Exercise description: In the entries below, count the lines that include the word "offset" and reply with the number alone.

Dataset entries
######
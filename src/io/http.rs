use async_trait::async_trait;
use log::warn;
use reqwest::Client;
use std::sync::atomic::{AtomicU64, Ordering};
use std::time::Duration;

use super::Fetch;
use anyhow::{Result, bail};

/// HTTP fetcher for remote resources
pub struct HttpFetcher {
    client: Client,
    transferred_bytes: AtomicU64,
    max_retry: u32,
}

impl HttpFetcher {
    /// Create a new HTTP fetcher with a 30 second request timeout
    pub fn new() -> Result<Self> {
        let client = Client::builder().timeout(Duration::from_secs(30)).build()?;
        Ok(Self::with_client(client))
    }

    /// Create a fetcher around a preconfigured client
    pub fn with_client(client: Client) -> Self {
        Self {
            client,
            transferred_bytes: AtomicU64::new(0),
            max_retry: 10,
        }
    }

    /// Set how many times a timed out or refused request is attempted
    pub fn with_max_retry(mut self, max_retry: u32) -> Self {
        self.max_retry = max_retry.max(1);
        self
    }

    /// Get total bytes transferred from network
    pub fn transferred_bytes(&self) -> u64 {
        self.transferred_bytes.load(Ordering::Relaxed)
    }
}

#[async_trait]
impl Fetch for HttpFetcher {
    async fn fetch(&self, url: &str) -> Result<Vec<u8>> {
        let mut retry_count = 0;

        loop {
            match self.client.get(url).send().await {
                Ok(resp) => {
                    if !resp.status().is_success() {
                        bail!("HTTP request for {} failed with status: {}", url, resp.status());
                    }

                    let bytes = resp.bytes().await?;
                    self.transferred_bytes
                        .fetch_add(bytes.len() as u64, Ordering::Relaxed);
                    return Ok(bytes.to_vec());
                }
                Err(e) if e.is_timeout() || e.is_connect() => {
                    retry_count += 1;
                    if retry_count >= self.max_retry {
                        bail!("Max retries exceeded for {}", url);
                    }
                    warn!(
                        "Connection error, retry {}/{}: {}",
                        retry_count, self.max_retry, e
                    );
                    tokio::time::sleep(Duration::from_millis(500 * retry_count as u64)).await;
                }
                Err(e) => return Err(e.into()),
            }
        }
    }
}
//! Error types for archive construction.
//!
//! Capacity and encoding errors abort a build immediately. Failed retrievals
//! never surface here individually: the bundler skips them and only reports
//! [`Error::EmptyArchive`] once nothing is left to archive.

use std::io;
use thiserror::Error;

/// The main error type for stowzip operations.
#[derive(Debug, Error)]
pub enum Error {
    /// I/O error from the underlying buffer writer.
    #[error("I/O error: {0}")]
    Io(#[from] io::Error),

    /// More entries than a ZIP without ZIP64 can index.
    #[error("Too many entries: {count} exceeds the limit of {}", u16::MAX)]
    TooManyEntries {
        /// Number of entries requested.
        count: usize,
    },

    /// A single payload does not fit in a 32-bit size field.
    #[error("Entry too large: {name} is {size} bytes, the limit is {}", u32::MAX)]
    EntryTooLarge {
        /// Archive name of the entry.
        name: String,
        /// Payload size in bytes.
        size: u64,
    },

    /// An offset or the central directory no longer fits in 32 bits.
    #[error("Archive too large: {size} bytes exceeds the 4 GiB limit")]
    ArchiveTooLarge {
        /// The size (or offset) that overflowed.
        size: u64,
    },

    /// File name longer than the 16-bit length field allows.
    #[error("File name too long: {len} bytes (limit {})", u16::MAX)]
    NameTooLong {
        /// Lossy prefix of the offending name.
        name: String,
        /// Encoded length in bytes.
        len: usize,
    },

    /// Local and central copies of an entry disagree.
    #[error("Header mismatch for {name}: {field} differs between local and central headers")]
    HeaderMismatch {
        /// Archive name of the entry.
        name: String,
        /// The field that disagreed.
        field: &'static str,
    },

    /// Every requested item failed to be retrieved.
    #[error("Nothing to archive: all {requested} requested items failed to download")]
    EmptyArchive {
        /// Number of items that were requested.
        requested: usize,
    },
}

/// Result type alias for stowzip operations.
pub type Result<T> = std::result::Result<T, Error>;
######
Exercise result: 2